*Provided records*:
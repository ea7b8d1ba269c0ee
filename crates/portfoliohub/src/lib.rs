//! PortfolioHub: time-limited portfolio listings paid for with credits,
//! a points economy fed by likes, views and moderated comments, and
//! administrator overrides.
//!
//! # Architecture
//!
//! PortfolioHub is organized as a workspace with focused crates:
//!
//! - `portfoliohub_error` - Error types
//! - `portfoliohub_core` - Documents, balances, packages and verdicts
//! - `portfoliohub_interface` - Store, moderator and identity traits
//! - `portfoliohub_storage` - In-memory backend
//! - `portfoliohub_moderation` - Classifier client and fallback heuristic
//! - `portfoliohub_services` - Ledger, listings, comments, exchange and admin workflows
//!
//! This crate re-exports everything and adds configuration loading, service
//! assembly and logging setup.
//!
//! # Quick Start
//!
//! ```rust,no_run
//! use portfoliohub::{HubConfig, PortfolioHub, run_scenario};
//!
//! #[tokio::main]
//! async fn main() -> Result<(), Box<dyn std::error::Error>> {
//!     let hub = PortfolioHub::in_memory(HubConfig::load()?);
//!     let report = run_scenario(&hub).await?;
//!     println!("Artist has {} points", report.artist.points);
//!     hub.shutdown().await;
//!     Ok(())
//! }
//! ```

#![forbid(unsafe_code)]
#![warn(missing_docs)]

mod config;
mod hub;
mod observability;
mod scenario;

pub use config::{HubConfig, LoggingConfig};
pub use hub::PortfolioHub;
pub use observability::{ObservabilityConfig, init_observability};
pub use scenario::{SCENARIO_COMMENT, ScenarioReport, run_scenario};

pub use portfoliohub_core::*;
pub use portfoliohub_error::*;
pub use portfoliohub_interface::*;
pub use portfoliohub_moderation::*;
pub use portfoliohub_services::*;
pub use portfoliohub_storage::*;
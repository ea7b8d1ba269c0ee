//! Site-wide maintenance state.

use crate::{Account, AccountId};
use chrono::{DateTime, Utc};
use serde::{Deserialize, Serialize};
use std::collections::BTreeSet;

/// The `config/maintenance` singleton document.
///
/// # Examples
///
/// ```
/// use portfoliohub_core::{Account, AccountId, MaintenanceConfig, Role};
///
/// let mut config = MaintenanceConfig::default();
/// let member = Account::new_member(AccountId::from("m"), "Mo", None, 25, chrono::Utc::now());
/// assert!(config.admits(&member));
///
/// config.is_active = true;
/// assert!(!config.admits(&member));
/// config.allowed_users.insert(AccountId::from("m"));
/// assert!(config.admits(&member));
/// ```
#[derive(Debug, Clone, PartialEq, Eq, Serialize, Deserialize)]
#[serde(rename_all = "camelCase")]
pub struct MaintenanceConfig {
    /// Whether non-privileged traffic is blocked
    pub is_active: bool,
    /// Notice shown to blocked users
    pub message: String,
    /// Human-readable expected length
    pub estimated_duration: String,
    /// When maintenance was last activated
    pub start_time: DateTime<Utc>,
    /// Accounts admitted while active
    #[serde(default)]
    pub allowed_users: BTreeSet<AccountId>,
}

impl Default for MaintenanceConfig {
    fn default() -> Self {
        Self {
            is_active: false,
            message: "The site is currently under maintenance. We'll be back soon!".to_string(),
            estimated_duration: "30 minutes".to_string(),
            start_time: DateTime::<Utc>::default(),
            allowed_users: BTreeSet::new(),
        }
    }
}

impl MaintenanceConfig {
    /// Whether `account` may use the site under the current state.
    pub fn admits(&self, account: &Account) -> bool {
        !self.is_active || account.role.is_privileged() || self.allowed_users.contains(&account.id)
    }

    /// Time since activation, `None` while inactive.
    pub fn elapsed(&self, now: DateTime<Utc>) -> Option<chrono::Duration> {
        self.is_active.then(|| now - self.start_time)
    }

    /// Apply an edit, leaving unset fields untouched.
    pub fn apply(&mut self, update: &MaintenanceUpdate) {
        if let Some(message) = &update.message {
            self.message = message.clone();
        }
        if let Some(duration) = &update.estimated_duration {
            self.estimated_duration = duration.clone();
        }
        if let Some(users) = &update.allowed_users {
            self.allowed_users = users.clone();
        }
    }
}

/// Edit of the maintenance notice.
#[derive(Debug, Clone, Default, PartialEq, Eq, Serialize, Deserialize)]
pub struct MaintenanceUpdate {
    /// New notice
    pub message: Option<String>,
    /// New expected length
    pub estimated_duration: Option<String>,
    /// New allow list
    pub allowed_users: Option<BTreeSet<AccountId>>,
}

/// Snapshot marker appended to `backups` right before maintenance starts.
#[derive(Debug, Clone, PartialEq, Eq, Serialize, Deserialize)]
#[serde(rename_all = "camelCase")]
pub struct BackupMarker {
    /// Marker id (`backup_<millis>`)
    pub id: String,
    /// When the marker was written
    pub timestamp: DateTime<Utc>,
    /// Why the marker was written
    pub description: String,
}

impl BackupMarker {
    /// Marker written before activating maintenance.
    pub fn before_maintenance(now: DateTime<Utc>) -> Self {
        Self {
            id: format!("backup_{}", now.timestamp_millis()),
            timestamp: now,
            description: "Automatic backup before maintenance".to_string(),
        }
    }
}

*Exercise objective*:
Lines in the records above that contain the word "MaintenanceConfig" need to be counted; the reply is that number and nothing else.

*Result of the task*:
5